Book Jacket: 'James Laughlin, New Directions, and the Remaking of Ezra Pound' by G. Barnhisel

Gregory Barnhisel

How a distinguished independent publisher shaped the career and reputation of Ezra Pound

Although James Laughlin (1914–1997) came from one of Pittsburgh's leading steel-making families, his passions were literary rather than industrial—he wanted to be a poet. Laughlin was a freshman at Harvard when he traveled to Rapallo, Italy, in 1933 to meet Ezra Pound (1885–1972), and he returned the following year to enroll in the poet's "Ezuversity." Pound dismissed Laughlin's poetic talents, advising the wealthy young man to make himself over into a publisher. Laughlin did just that, founding New Directions Press in 1936.

For much of the 1930s prior to World War II, Laughlin and Pound were friends, business associates, collaborators, student and teacher, and even at times son and surrogate father. But Laughlin's investment in Pound—and their friendship—was severely tested by Pound's wartime propaganda broadcasts for Italian state radio, his capture and abortive trial for treason, and his thirteen-year stay as a mental patient in St. Elizabeth's Hospital. Following this scandal and disgrace, the reading public no longer wanted to buy Pound's books, and the critical establishment dismissed him as a Fascist crank.

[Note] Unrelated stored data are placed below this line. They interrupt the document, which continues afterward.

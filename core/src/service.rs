//! Request dispatcher
//!
//! [`ComputeService`] is the seam to the external computation service that
//! runs the actual page-replacement simulations. [`HttpComputeService`]
//! talks to it over HTTP/JSON with a blocking `ureq` agent; the session
//! runs those calls on tokio's blocking pool.
//!
//! Copyright (c) 2025 Mohammad Atashi <mohammadaliatashi@icloud.com>

use log::{debug, trace};
use serde::de::DeserializeOwned;

use crate::config::ClientConfig;
use crate::error::{ServiceError, ServiceResult};
use crate::model::{AlgorithmCatalog, RandomInput, SimulationRequest, SimulationResponse};

/// Operations offered by the computation service
pub trait ComputeService: Send + Sync {
    /// Simulate `request`. A response carrying an `error` field is reported
    /// as [`ServiceError::Rejected`].
    fn run_simulation(&self, request: &SimulationRequest) -> ServiceResult<SimulationResponse>;

    /// Ask for a random reference string of `length` pages
    fn fetch_random_input(&self, length: usize) -> ServiceResult<RandomInput>;

    /// Fetch descriptive metadata about the available algorithms
    fn fetch_algorithm_catalog(&self) -> ServiceResult<AlgorithmCatalog>;
}

/// HTTP client for the computation service
#[derive(Debug, Clone)]
pub struct HttpComputeService {
    agent: ureq::Agent,
    base_url: String,
}

impl HttpComputeService {
    pub fn new(config: &ClientConfig) -> Self {
        let mut builder = ureq::AgentBuilder::new();
        if let Some(timeout) = config.request_timeout() {
            builder = builder.timeout(timeout);
        }
        Self {
            agent: builder.build(),
            base_url: config.normalized_base_url().to_string(),
        }
    }

    pub fn base_url(&self) -> &str {
        &self.base_url
    }

    fn url(&self, path: &str) -> String {
        format!("{}{}", self.base_url, path)
    }

    fn get_json<T: DeserializeOwned>(&self, request: ureq::Request) -> ServiceResult<T> {
        let response = request.call()?;
        response
            .into_json()
            .map_err(|e| ServiceError::Decode(e.to_string()))
    }
}

impl ComputeService for HttpComputeService {
    fn run_simulation(&self, request: &SimulationRequest) -> ServiceResult<SimulationResponse> {
        let url = self.url("/api/calculate");
        debug!(
            "POST {url} frames={} algorithms={:?}",
            request.frames(),
            request.algorithms()
        );

        let response = match self
            .agent
            .post(&url)
            .set("Content-Type", "application/json")
            .send_json(request)
        {
            Ok(response) => response,
            // Validation failures come back as 4xx with the message in the body
            Err(ureq::Error::Status(code, response)) => {
                let rejection = response
                    .into_json::<SimulationResponse>()
                    .ok()
                    .and_then(|body| body.error_message().map(str::to_string));
                return Err(match rejection {
                    Some(message) => ServiceError::Rejected(message),
                    None => ServiceError::Status(code),
                });
            }
            Err(err) => return Err(err.into()),
        };

        let body: SimulationResponse = response
            .into_json()
            .map_err(|e| ServiceError::Decode(e.to_string()))?;
        if let Some(message) = body.error_message() {
            return Err(ServiceError::Rejected(message.to_string()));
        }
        trace!("simulation returned {} result(s)", body.results.len());
        Ok(body)
    }

    fn fetch_random_input(&self, length: usize) -> ServiceResult<RandomInput> {
        let url = self.url("/api/random");
        debug!("GET {url}?length={length}");
        self.get_json(self.agent.get(&url).query("length", &length.to_string()))
    }

    fn fetch_algorithm_catalog(&self) -> ServiceResult<AlgorithmCatalog> {
        let url = self.url("/api/algorithms");
        debug!("GET {url}");
        self.get_json(self.agent.get(&url))
    }
}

Laughlin and New Directions responded by marketing Pound in such a way as to convince consumers that the poet's importance needed to be judged solely on aesthetic grounds, and that his political beliefs were irrelevant to his accomplishments as a pioneering literary artist. With Pound's encouragement, and despite the poet's oft-expressed opposition to the mixture of commerce and art, Laughlin used such marketing tools as advertising, the cultivation of friendly critics, and the development of the trade paperback to enhance Pound's reputation.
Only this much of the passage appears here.